While Lorenz said the Department of Justice and Federal Trade Commission’s draft guidelines are relevant and will have an impact on M&A deals, advisers at Baker McKenzie have been feeling the effect of increased regulatory scrutiny for some time, not just in the U.S., but around the world. Both say that increasing M&A headwinds requires dealmakers — across different parts of the deal process — to start planning the competition strategy in the early stages of deal discussions.
Amidst various regulatory pressures, Macy said Baker McKenzie is also keeping abreast of proposed changes to the Hart-Scott-Rodino form — the federal pre-merger notification form — which could have material cost and time implications for a merger filing. Additional considerations include how the DOJ and FTC are evaluating transactions including consent decrees, remedy acceptance and merger challenges, Macy said. Baker McKenzie partners take these relevant “data points” to calculate a risk profile for a proposed transaction and often proceed with a “fix it first” approach — essentially working with the client to address a potential competition issue (i.e. carve-outs or divestitures) before entering a merger agreement.

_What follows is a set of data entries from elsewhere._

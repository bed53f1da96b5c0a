//! Track snapshots and the now-playing payload.
//!
//! A [`TrackSnapshot`] is the immutable projection of one currently-playing
//! response: just the fields clients render, plus the artwork URL the theme
//! is derived from. [`NowPlaying`] pairs a snapshot with its derived theme
//! and is the single document served to query consumers and pushed to
//! websocket subscribers. The two always change together.

use serde::Serialize;
use url::Url;

use crate::{protocol::player, theme::Theme};

/// Immutable view of one playing track.
#[derive(Clone, Debug, Serialize, PartialEq, Eq)]
pub struct TrackSnapshot {
    /// Remote track id; the deduplication key for change detection.
    pub id: String,
    pub name: String,
    pub artist: String,
    pub album: String,
    pub track_href: Url,
    pub album_href: Url,
    pub artist_href: Url,
    pub artwork_href: Url,
}

impl TrackSnapshot {
    /// Builds a snapshot from a track document.
    ///
    /// Returns `None` when the document lacks an artist or artwork entry.
    /// The remote API always includes both for ordinary tracks, so an
    /// absence means the document is not usable this tick.
    #[must_use]
    pub fn from_track(track: &player::Track) -> Option<Self> {
        let artist = track.artists.first()?;
        // Renditions are ordered widest first.
        let artwork = track.album.images.first()?;

        Some(Self {
            id: track.id.clone(),
            name: track.name.clone(),
            artist: artist.name.clone(),
            album: track.album.name.clone(),
            track_href: track.external_urls.spotify.clone(),
            album_href: track.album.external_urls.spotify.clone(),
            artist_href: artist.external_urls.spotify.clone(),
            artwork_href: artwork.url.clone(),
        })
    }
}

/// The authoritative "what is playing right now" document.
///
/// Owned by the poll loop and replaced atomically on each accepted track
/// transition; `None` at the state level means nothing is playing.
#[derive(Clone, Debug, Serialize, PartialEq, Eq)]
pub struct NowPlaying {
    #[serde(flatten)]
    pub track: TrackSnapshot,
    pub theme: Theme,
}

Lorenz said that while the “fix it first” strategy aims to simplify a deal process, it can also make M&A deals more complex, with multiple processes running in parallel. Things can become particularly complicated if the deal crosses different jurisdictions or involves a company in a highly regulated industry, she added. With all of these complexities, both Lorenz and Macy stressed that it is important to ensure all key stakeholders are on the same page in regards to a comprehensive strategy and timing considerations.
While many industry observers assume regulators are now focused on tech and pharmaceutical deals, Macy said that while there is definitely heightened scrutiny among these sectors, Baker McKenzie makes no assumptions when trying to preempt the DOJ and FTC evaluations. “The DOJ and FTC are trying to be vigorous in their evaluation and enforcement of mergers in every sector,” Macy said.
Looking ahead, Lorenz said that given the current macroeconomic environment, increased national security concerns and geopolitical situation, complexities are likely to intensify across the M&A world. The key to moving forward with clients is the fundamentals of planning and preparation. “An hour upfront at the beginning of a transaction is worth 100 [hours] once the deal process has started,” Lorenz said.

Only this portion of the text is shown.